Michael had made an assumption that Castiel would know what to do. Michael had given only one instruction: let him keep my name.
Castiel should have known how to fill in the gaps. Michael knows now that it had been an unfair assumption.
“I’m sorry,” Castiel says, for his benefit, finally looking away from the fence line.
Maybe they were all still strangers, after all. They couldn’t take anything for granted.
“It’s not your fault,” Michael eventually says. “I appreciate what you did.”
“… I think you would do the same.”
Michael appreciates the credit, but it still surprises him.
“Are you all right?” he asks, and this time it’s Castiel who looks at him with that small frown, waiting for an explanation. “You’ve been here more these last few days than I’ve seen you in the last six months. How is Heaven?”
Castiel physically draws back at the question. He recovers quickly, but Michael still sees it, he still wants to turn Castiel’s shoulder so the angel will look him in the eye and explain what’s on his mind. Instead, he lets Castiel focus his thoughts on the bark of the tree he stands beneath.
“Heaven still stands. Our brothers and sisters are reforming; Heaven is healing.”

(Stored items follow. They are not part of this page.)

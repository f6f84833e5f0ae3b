use std::collections::HashSet;
use std::sync::Arc;
use std::time::Duration;

use markdown_blocksync_engine::{
    BlockId, ChangeSet, DEFAULT_PROVISIONAL_PREFIX, DocTree, EngineOptions, IdMapping,
    ManualClock, Node, PositionedNode, SyncEngine,
};
use pretty_assertions::assert_eq;
use rstest::rstest;

const QUIET: Duration = Duration::from_millis(100);

fn engine() -> (SyncEngine, ManualClock) {
    let clock = ManualClock::new();
    let engine = SyncEngine::with_clock(EngineOptions::default(), Arc::new(clock.clone()));
    (engine, clock)
}

fn doc(texts: &[&str]) -> DocTree {
    DocTree::new(texts.iter().map(|text| Node::paragraph(text)).collect())
}

fn ids(list: &[&str]) -> Vec<BlockId> {
    list.iter().map(|id| BlockId::from(*id)).collect()
}

/// Mutate, let the quiet period pass, and fire the timer.
fn settle(engine: &mut SyncEngine, clock: &ManualClock, tree: &DocTree) {
    engine.on_mutation(tree);
    clock.advance(QUIET);
    assert!(engine.poll_timer(), "timer should fire after the quiet period");
}

fn update_ids(changes: &ChangeSet) -> Vec<&str> {
    changes.updates.iter().map(|r| r.id.as_str()).collect()
}

fn is_provisional(id: &BlockId) -> bool {
    id.is_provisional(DEFAULT_PROVISIONAL_PREFIX)
}

#[test]
fn update_then_enter_insert_after_first_block() {
    let (mut engine, clock) = engine();
    engine.assign_ids_for_flat_list(&ids(&["a1", "a2"]), &doc(&["Hello", "World"]));

    settle(&mut engine, &clock, &doc(&["Hello", "World!"]));
    let changes = engine.drain_changes();
    assert_eq!(update_ids(&changes), vec!["a2"]);
    assert_eq!(changes.updates[0].plain_text, "World!");
    assert!(changes.inserts.is_empty());
    assert!(changes.deletes.is_empty());

    // Enter at the end of "Hello"
    settle(&mut engine, &clock, &doc(&["Hello", "", "World!"]));
    let changes = engine.drain_changes();
    assert!(changes.updates.is_empty(), "shifted block is not an update");
    assert!(changes.deletes.is_empty());
    assert_eq!(changes.inserts.len(), 1);
    assert!(is_provisional(&changes.inserts[0].record.id));
    assert_eq!(changes.inserts[0].after_block_id, Some("a1".into()));
    assert_eq!(engine.block_ids()[0].as_str(), "a1");
    assert_eq!(engine.block_ids()[2].as_str(), "a2");
}

#[test]
fn confirmed_id_replaces_provisional_without_delete_or_insert() {
    let (mut engine, clock) = engine();
    engine.assign_ids_for_flat_list(&ids(&["a1"]), &doc(&["Hello"]));

    settle(&mut engine, &clock, &doc(&["Hello", "New"]));
    let changes = engine.drain_changes();
    let provisional = changes.inserts[0].record.id.clone();
    assert!(is_provisional(&provisional));

    engine.confirm(provisional.clone(), "block-42".into());
    settle(&mut engine, &clock, &doc(&["Hello", "New text"]));
    let changes = engine.drain_changes();

    assert_eq!(update_ids(&changes), vec!["block-42"]);
    assert!(changes.inserts.is_empty());
    assert!(changes.deletes.is_empty());
    assert!(!engine.baseline().contains(&provisional));
    assert_eq!(engine.block_ids(), &ids(&["a1", "block-42"])[..]);
}

#[test]
fn immediate_confirmation_rekeys_everything() {
    let (mut engine, clock) = engine();
    engine.assign_ids_for_flat_list(&ids(&["a1"]), &doc(&["Hello"]));

    settle(&mut engine, &clock, &doc(&["Hello", "New"]));
    let provisional = engine.drain_changes().inserts[0].record.id.clone();

    let applied = engine.confirm_ids(&IdMapping::from([(
        provisional.clone(),
        BlockId::from("block-42"),
    )]));
    assert_eq!(applied.len(), 1);
    assert_eq!(engine.block_id_at(7), Some(&BlockId::from("block-42")));

    settle(&mut engine, &clock, &doc(&["Hello"]));
    assert_eq!(engine.drain_changes().deletes, ids(&["block-42"]));
}

#[test]
fn confirmation_is_idempotent() {
    let (mut engine, clock) = engine();
    engine.assign_ids_for_flat_list(&ids(&["a1"]), &doc(&["Hello"]));
    settle(&mut engine, &clock, &doc(&["Hello", "New"]));
    let provisional = engine.drain_changes().inserts[0].record.id.clone();

    engine.confirm(provisional.clone(), "block-42".into());
    engine.confirm(provisional.clone(), "block-42".into());
    assert_eq!(engine.pending_confirmation_count(), 1);

    let applied = engine.apply_pending_confirmations_now();
    assert_eq!(applied.len(), 1);
    let after_first = engine.baseline().clone();

    // Replaying the same confirmation changes nothing
    engine.confirm(provisional.clone(), "block-42".into());
    assert!(engine.apply_pending_confirmations_now().is_empty());
    let mapping = IdMapping::from([(provisional, BlockId::from("block-42"))]);
    assert!(engine.confirm_ids(&mapping).is_empty());

    assert_eq!(engine.baseline(), &after_first);
    assert!(engine.drain_changes().is_empty());
}

#[test]
fn ids_are_stable_across_edits() {
    let (mut engine, clock) = engine();
    engine.reset_and_snapshot(&doc(&["One", "Two", "Three"]));
    let original = engine.block_ids().to_vec();

    for tree in [
        doc(&["One", "Two", "Three"]),
        doc(&["One!", "Two", "Three"]),
        doc(&["One!", "Two, longer now", "Three"]),
        doc(&["One!", "Two, longer now", "Three", "Four"]),
    ] {
        settle(&mut engine, &clock, &tree);
        assert_eq!(&engine.block_ids()[..3], &original[..]);
    }
}

#[test]
fn clearing_first_block_keeps_ids_of_empty_blocks() {
    let (mut engine, clock) = engine();
    engine.reset_and_snapshot(&doc(&["abc", "", ""]));
    let before = engine.block_ids().to_vec();

    settle(&mut engine, &clock, &doc(&["", "", ""]));
    assert_eq!(engine.block_ids(), before.as_slice());
    let changes = engine.drain_changes();
    assert_eq!(update_ids(&changes), vec![before[0].as_str()]);
    assert!(changes.inserts.is_empty());
    assert!(changes.deletes.is_empty());

    settle(&mut engine, &clock, &doc(&["x", "", ""]));
    assert_eq!(engine.block_ids(), before.as_slice());
    let changes = engine.drain_changes();
    assert_eq!(update_ids(&changes), vec![before[0].as_str()]);
    assert_eq!(changes.updates[0].plain_text, "x");
}

#[test]
fn emptying_one_of_two_identical_blocks_keeps_its_id() {
    let (mut engine, clock) = engine();
    engine.reset_and_snapshot(&doc(&["Test", "Test"]));
    let before = engine.block_ids().to_vec();

    settle(&mut engine, &clock, &doc(&["", "Test"]));
    assert_eq!(engine.block_ids(), before.as_slice());
    let changes = engine.drain_changes();
    assert_eq!(update_ids(&changes), vec![before[0].as_str()]);
    assert!(changes.inserts.is_empty());
    assert!(changes.deletes.is_empty());
}

#[test]
fn unchanged_tree_reports_nothing() {
    let (mut engine, clock) = engine();
    engine.reset_and_snapshot(&doc(&["One", "Two"]));

    settle(&mut engine, &clock, &doc(&["One", "Two"]));
    assert!(engine.drain_changes().is_empty());
}

#[rstest]
#[case(&["x"], &["x", "x", "x", "x"])]
#[case(&["a", "b", "c"], &["c", "b", "a", "", ""])]
#[case(&["a", "b", "c", "d"], &["a"])]
fn no_id_is_claimed_twice(#[case] before: &[&str], #[case] after: &[&str]) {
    let (mut engine, clock) = engine();
    engine.reset_and_snapshot(&doc(before));

    settle(&mut engine, &clock, &doc(after));
    let unique: HashSet<_> = engine.block_ids().iter().collect();
    assert_eq!(unique.len(), after.len());
}

#[test]
fn burst_diff_covers_every_mutation_in_the_burst() {
    let (mut engine, clock) = engine();
    engine.assign_ids_for_flat_list(&ids(&["a1", "a2", "a3"]), &doc(&["One", "Two", "Three"]));

    engine.on_mutation(&doc(&["One!", "Two", "Three"]));
    clock.advance(Duration::from_millis(50));
    engine.on_mutation(&doc(&["One!", "Two!", "Three"]));
    clock.advance(Duration::from_millis(50));
    engine.on_mutation(&doc(&["One!", "Two!"]));
    clock.advance(Duration::from_millis(50));

    // the deadline keeps moving while typing continues
    assert!(!engine.poll_timer());
    clock.advance(Duration::from_millis(50));
    assert!(engine.poll_timer());

    let changes = engine.drain_changes();
    assert_eq!(update_ids(&changes), vec!["a1", "a2"]);
    assert_eq!(changes.deletes, ids(&["a3"]));
}

#[test]
fn overdue_burst_is_diffed_before_next_mutation() {
    let (mut engine, clock) = engine();
    engine.assign_ids_for_flat_list(&ids(&["a1", "a2"]), &doc(&["One", "Two"]));

    engine.on_mutation(&doc(&["One!", "Two"]));
    clock.advance(QUIET * 2);
    // no poll happened; the next mutation must not swallow the first burst
    engine.on_mutation(&doc(&["One!", "Two!"]));
    clock.advance(QUIET);
    engine.poll_timer();

    assert_eq!(update_ids(&engine.drain_changes()), vec!["a1", "a2"]);
}

#[test]
fn drain_includes_unsettled_burst() {
    let (mut engine, _clock) = engine();
    engine.assign_ids_for_flat_list(&ids(&["a1"]), &doc(&["One"]));

    engine.on_mutation(&doc(&["One!"]));
    let changes = engine.drain_changes();

    assert_eq!(update_ids(&changes), vec!["a1"]);
    assert!(!engine.has_pending_diff());
    assert!(engine.drain_changes().is_empty(), "drained records never reappear");
}

#[test]
fn insert_then_delete_within_burst_reports_nothing() {
    let (mut engine, _clock) = engine();
    engine.assign_ids_for_flat_list(&ids(&["a1"]), &doc(&["One"]));

    engine.on_mutation(&doc(&["One", "Two"]));
    engine.on_mutation(&doc(&["One"]));

    assert!(engine.drain_changes().is_empty());
}

#[test]
fn paused_mutations_are_not_reported() {
    let (mut engine, clock) = engine();
    engine.assign_ids_for_flat_list(&ids(&["a1", "a2"]), &doc(&["One", "Two"]));

    engine.on_mutation(&doc(&["One!", "Two"]));
    engine.set_sync_paused(true);
    assert!(engine.is_sync_paused());
    assert!(!engine.has_pending_diff());

    engine.on_mutation(&doc(&["Replaced", "Entirely", "New"]));
    clock.advance(QUIET);
    assert!(!engine.poll_timer());

    // only the burst that was running before the pause is reported
    let changes = engine.drain_changes();
    assert_eq!(update_ids(&changes), vec!["a1"]);
    assert!(changes.inserts.is_empty());

    // identity tracking continued while paused
    assert_eq!(engine.block_ids().len(), 3);
    assert_eq!(engine.block_ids()[0].as_str(), "a1");

    engine.set_sync_paused(false);
    engine.reset_and_snapshot(&doc(&["Replaced", "Entirely", "New"]));
    assert!(engine.drain_changes().is_empty());

    settle(&mut engine, &clock, &doc(&["Replaced", "Entirely", "New!"]));
    let changes = engine.drain_changes();
    assert_eq!(changes.updates.len(), 1);
    assert_eq!(changes.updates[0].plain_text, "New!");
}

#[test]
fn reset_while_paused_reports_nothing_after_resume() {
    let (mut engine, clock) = engine();
    engine.reset_and_snapshot(&doc(&["Hello"]));

    engine.set_sync_paused(true);
    engine.on_mutation(&doc(&["Hello", "World"]));
    engine.reset_and_snapshot(&doc(&["Hello", "World", "Again"]));
    engine.set_sync_paused(false);

    assert!(engine.drain_changes().is_empty());

    let second = engine.block_ids()[1].clone();
    settle(&mut engine, &clock, &doc(&["Hello", "World!", "Again"]));
    let changes = engine.drain_changes();
    assert_eq!(update_ids(&changes), vec![second.as_str()]);
    assert!(changes.inserts.is_empty());
    assert!(changes.deletes.is_empty());
}

#[test]
fn confirmed_delete_within_burst_reports_confirmed_id() {
    let (mut engine, clock) = engine();
    engine.assign_ids_for_flat_list(&ids(&["a1"]), &doc(&["Hello"]));

    settle(&mut engine, &clock, &doc(&["Hello", "New"]));
    let provisional = engine.drain_changes().inserts[0].record.id.clone();

    // The inserted block is removed again before the host confirms it.
    engine.on_mutation(&doc(&["Hello"]));
    assert!(engine.has_pending_diff());
    engine.confirm(provisional.clone(), "block-42".into());
    let mapping = IdMapping::from([(provisional.clone(), BlockId::from("block-42"))]);
    assert_eq!(engine.confirm_ids(&mapping), mapping);
    assert_eq!(engine.pending_confirmation_count(), 0);

    let changes = engine.drain_changes();
    assert_eq!(changes.deletes, ids(&["block-42"]));
    assert!(changes.updates.is_empty());
    assert!(changes.inserts.is_empty());
    assert!(!changes.to_json().unwrap().contains(provisional.as_str()));

    assert!(engine.confirm_ids(&mapping).is_empty());
}

#[test]
fn reset_cancels_timer() {
    let (mut engine, clock) = engine();
    engine.reset_and_snapshot(&doc(&["One"]));
    engine.on_mutation(&doc(&["One!"]));
    assert!(engine.has_pending_diff());

    engine.reset_and_snapshot(&doc(&["One!"]));
    assert!(!engine.has_pending_diff());
    clock.advance(QUIET);
    assert!(!engine.poll_timer());
    assert!(engine.drain_changes().is_empty());
}

#[test]
fn teardown_cancels_timer() {
    let (mut engine, clock) = engine();
    engine.on_mutation(&doc(&["One"]));
    assert!(engine.has_pending_diff());

    engine.teardown();
    clock.advance(QUIET);
    assert!(!engine.poll_timer());
    assert!(engine.drain_changes().is_empty());
    assert!(engine.baseline().is_empty());
}

#[test]
fn flat_list_assignment_bypasses_proximity() {
    let (mut engine, clock) = engine();
    engine.reset_and_snapshot(&doc(&["One", "Two"]));

    let assigned = engine.assign_ids_for_flat_list(&ids(&["b1", "b2"]), &doc(&["One", "Two"]));
    assert_eq!(assigned, ids(&["b1", "b2"]));
    assert!(engine.drain_changes().is_empty());

    settle(&mut engine, &clock, &doc(&["One", "Two!"]));
    assert_eq!(update_ids(&engine.drain_changes()), vec!["b2"]);
}

#[test]
fn malformed_positions_are_skipped() {
    let (mut engine, _clock) = engine();
    let tree = DocTree::from_positioned(
        vec![
            PositionedNode {
                position: 0,
                size: 5,
                node: Node::paragraph("One"),
            },
            PositionedNode {
                position: 3,
                size: 5,
                node: Node::paragraph("Two"),
            },
            PositionedNode {
                position: 5,
                size: 7,
                node: Node::paragraph("Three"),
            },
        ],
        12,
    );

    engine.on_mutation(&tree);
    let changes = engine.drain_changes();
    let texts: Vec<_> = changes
        .inserts
        .iter()
        .map(|insert| insert.record.plain_text.as_str())
        .collect();
    assert_eq!(texts, vec!["One", "Three"]);
}

#[test]
fn markdown_documents_are_tracked() {
    let (mut engine, clock) = engine();
    engine.reset_and_snapshot(&DocTree::from_markdown(
        "# Title\n\nSee [@smith2020, p. 4] here.\n\n- one\n- two\n",
    ));
    let original = engine.block_ids().to_vec();
    assert_eq!(original.len(), 3);

    settle(
        &mut engine,
        &clock,
        &DocTree::from_markdown("# Title\n\nSee [@jones1999] here.\n\n- one\n- two\n"),
    );
    let changes = engine.drain_changes();

    assert_eq!(changes.updates.len(), 1);
    assert_eq!(changes.updates[0].id, original[1]);
    assert_eq!(changes.updates[0].markdown_fragment, "See [@jones1999] here.");
    assert_eq!(engine.block_ids(), &original[..]);
}

#[test]
fn engines_are_independent() {
    let (mut first, _) = engine();
    let (mut second, _) = engine();

    first.on_mutation(&doc(&["One"]));
    assert!(second.drain_changes().is_empty());
    assert_eq!(first.drain_changes().inserts.len(), 1);
}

“That’s excellent news,” Michael says, but there’s something Castiel is not telling him. “Thank you for coming to tell me.”
Castiel’s neck twitches with an abortive motion like he means to look at him, but stops himself at the last moment. He’s apprehensive, he’s warring with something, and Michael wishes he would share it with him, but eventually Castiel nods and takes flight without a further word.
There is something Castiel wants to tell him. Michael can be patient.